Schwannomas are benign tumors of cranial, spinal, and other nerve sheaths that develop sporadically or are inherited as part of neurofibromatosis type 2 (NF2). The NF2 gene (SCH) on chromosome 22 has recently been identified and shown to be inactivated by mutation and allele loss in some schwannomas. However, only limited regions in the SCH coding region were examined for mutations. We have extended these studies by screening virtually all coding sequences of the SCH gene (95% coverage) and adjacent splice site sequences for the presence of mutations in 48 schwannomas. All tumors (34 vestibular schwannomas and 14 schwannomas of other locations) were additionally characterized for allele loss on chromosome 22. By PCR‐DGGE screening of the 16 known exons of the SCH gene, 22 mutations were found.
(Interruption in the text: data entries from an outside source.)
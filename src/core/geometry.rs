//! Viewport geometry.
//!
//! Rectangles are viewport-relative, in CSS pixels, with `top < bottom`
//! growing downwards like `getBoundingClientRect()`.

use crate::config::RootMargin;

/// A bounding rectangle relative to the viewport.
#[derive(Debug, Clone, Copy, PartialEq, Default)]
pub struct Rect {
    pub top: f64,
    pub right: f64,
    pub bottom: f64,
    pub left: f64,
}

impl Rect {
    /// Build from position and size.
    pub fn from_xywh(x: f64, y: f64, width: f64, height: f64) -> Self {
        Self {
            top: y,
            right: x + width,
            bottom: y + height,
            left: x,
        }
    }

    #[inline]
    pub fn width(&self) -> f64 {
        (self.right - self.left).max(0.0)
    }

    #[inline]
    pub fn height(&self) -> f64 {
        (self.bottom - self.top).max(0.0)
    }

    #[inline]
    pub fn area(&self) -> f64 {
        self.width() * self.height()
    }

    /// Grow the rectangle by a root margin (negative lengths shrink it).
    ///
    /// Percentages resolve against this rectangle's own size, vertical
    /// margins against its height and horizontal ones against its width.
    pub fn expand(&self, margin: &RootMargin) -> Self {
        let (width, height) = (self.width(), self.height());
        Self {
            top: self.top - margin.top.resolve(height),
            right: self.right + margin.right.resolve(width),
            bottom: self.bottom + margin.bottom.resolve(height),
            left: self.left - margin.left.resolve(width),
        }
    }

    /// Overlap of two rectangles, `None` when they are disjoint.
    ///
    /// Rectangles that only touch along an edge do not overlap.
    pub fn intersection(&self, other: &Rect) -> Option<Rect> {
        let overlap = Rect {
            top: self.top.max(other.top),
            right: self.right.min(other.right),
            bottom: self.bottom.min(other.bottom),
            left: self.left.max(other.left),
        };
        let disjoint = self.bottom <= other.top
            || self.top >= other.bottom
            || self.right <= other.left
            || self.left >= other.right;
        (!disjoint).then_some(overlap)
    }
}

// ============================================================================
// Viewport
// ============================================================================

/// Visible viewport size.
#[derive(Debug, Clone, Copy, PartialEq)]
pub struct Viewport {
    pub width: f64,
    pub height: f64,
}

impl Viewport {
    pub const fn new(width: f64, height: f64) -> Self {
        Self { width, height }
    }

    /// Pick the window inner size, falling back per axis to the document
    /// client size when the inner size is zero or unavailable.
    pub fn resolve(inner: (f64, f64), client: (f64, f64)) -> Self {
        let pick = |inner: f64, client: f64| {
            if inner.is_finite() && inner > 0.0 {
                inner
            } else {
                client
            }
        };
        Self {
            width: pick(inner.0, client.0),
            height: pick(inner.1, client.1),
        }
    }

    /// The viewport as a rectangle at the origin.
    pub fn rect(&self) -> Rect {
        Rect::from_xywh(0.0, 0.0, self.width, self.height)
    }
}

// ============================================================================
// Predicates
// ============================================================================

/// Whether `rect` has positive overlap with `[0, width) × [0, height)`.
///
/// Edges are strict: a rectangle whose bottom sits at `0` is not visible.
#[inline]
pub fn in_viewport(rect: &Rect, viewport: Viewport) -> bool {
    rect.bottom > 0.0
        && rect.right > 0.0
        && rect.left < viewport.width
        && rect.top < viewport.height
}

/// Fraction of `target` visible inside `root`.
///
/// A zero-height target counts as fully visible once it lies within the root.
pub fn intersection_ratio(target: &Rect, root: &Rect) -> f64 {
    let Some(overlap) = target.intersection(root) else {
        return 0.0;
    };
    let area = target.area();
    if area == 0.0 {
        return 1.0;
    }
    (overlap.area() / area).clamp(0.0, 1.0)
}

/// Intersection state of `target` against `root`: `(is_intersecting, ratio)`.
///
/// With a zero threshold any overlap counts, otherwise the visible fraction
/// has to reach the threshold.
pub fn intersection_state(target: &Rect, root: &Rect, threshold: f64) -> (bool, f64) {
    let overlaps = target.bottom > root.top
        && target.top < root.bottom
        && target.right > root.left
        && target.left < root.right;
    if !overlaps {
        return (false, 0.0);
    }
    let ratio = intersection_ratio(target, root);
    let intersecting = if threshold <= 0.0 {
        true
    } else {
        ratio >= threshold
    };
    (intersecting, ratio)
}

#[cfg(test)]
mod tests {
    use super::*;
    use crate::config::Length;

    const VIEWPORT: Viewport = Viewport::new(1024.0, 768.0);

    fn rect(top: f64, right: f64, bottom: f64, left: f64) -> Rect {
        Rect {
            top,
            right,
            bottom,
            left,
        }
    }

    #[test]
    fn test_in_viewport_inside() {
        assert!(in_viewport(&rect(10.0, 200.0, 160.0, 0.0), VIEWPORT));
    }

    #[test]
    fn test_in_viewport_edges_are_strict() {
        // bottom == 0 touches the top edge only
        assert!(!in_viewport(&rect(-150.0, 100.0, 0.0, 0.0), VIEWPORT));
        assert!(!in_viewport(&rect(768.0, 100.0, 918.0, 0.0), VIEWPORT));
        assert!(!in_viewport(&rect(0.0, 0.0, 100.0, -100.0), VIEWPORT));
        assert!(!in_viewport(&rect(0.0, 1124.0, 100.0, 1024.0), VIEWPORT));
        assert!(in_viewport(&rect(-150.0, 100.0, 0.5, 0.0), VIEWPORT));
    }

    #[test]
    fn test_in_viewport_agrees_with_overlap() {
        let screen = VIEWPORT.rect();
        for top in [-400.0, -150.0, -1.0, 0.0, 300.0, 767.0, 768.0, 2000.0] {
            for left in [-2000.0, -50.0, 0.0, 1023.0, 1024.0] {
                let r = Rect::from_xywh(left, top, 150.0, 150.0);
                assert_eq!(
                    in_viewport(&r, VIEWPORT),
                    r.intersection(&screen).is_some(),
                    "rect {r:?}"
                );
            }
        }
    }

    #[test]
    fn test_viewport_resolve_falls_back_to_client_size() {
        assert_eq!(
            Viewport::resolve((0.0, 600.0), (800.0, 500.0)),
            Viewport::new(800.0, 600.0)
        );
        assert_eq!(
            Viewport::resolve((f64::NAN, 0.0), (800.0, 500.0)),
            Viewport::new(800.0, 500.0)
        );
    }

    #[test]
    fn test_intersection_ratio() {
        let root = VIEWPORT.rect();
        assert_eq!(intersection_ratio(&Rect::from_xywh(0.0, 718.0, 100.0, 100.0), &root), 0.5);
        assert_eq!(intersection_ratio(&Rect::from_xywh(0.0, 900.0, 100.0, 100.0), &root), 0.0);
        assert_eq!(intersection_ratio(&Rect::from_xywh(0.0, 10.0, 100.0, 0.0), &root), 1.0);
    }

    #[test]
    fn test_intersection_state_threshold() {
        let root = VIEWPORT.rect();
        let half = Rect::from_xywh(0.0, 718.0, 100.0, 100.0);
        assert_eq!(intersection_state(&half, &root, 0.0), (true, 0.5));
        assert_eq!(intersection_state(&half, &root, 0.5), (true, 0.5));
        assert_eq!(intersection_state(&half, &root, 0.75), (false, 0.5));
    }

    #[test]
    fn test_expand_by_margin() {
        let margin = RootMargin {
            top: Length::Px(0.0),
            right: Length::Px(0.0),
            bottom: Length::Percent(50.0),
            left: Length::Px(0.0),
        };
        let root = VIEWPORT.rect().expand(&margin);
        assert_eq!(root.bottom, 768.0 + 384.0);

        let below = Rect::from_xywh(0.0, 900.0, 100.0, 100.0);
        assert!(intersection_state(&below, &root, 0.0).0);
    }
}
Most of these give rise to a premature stop codon and are expected to result in the synthesis of a truncated gene product (schwannomin). Although there was no apparent hotspot for mutations, 16 of the 22 mutations occurred in the first eight exons or adjacent splice site sequences of the SCH gene. In several vestibular as well as other schwannomas loss of one SCH allele and mutational inactivation of the second allele were identified in the same tumor. Our data indicate that the SCH gene is implicated in the development of schwannomas of all locations in the nervous system.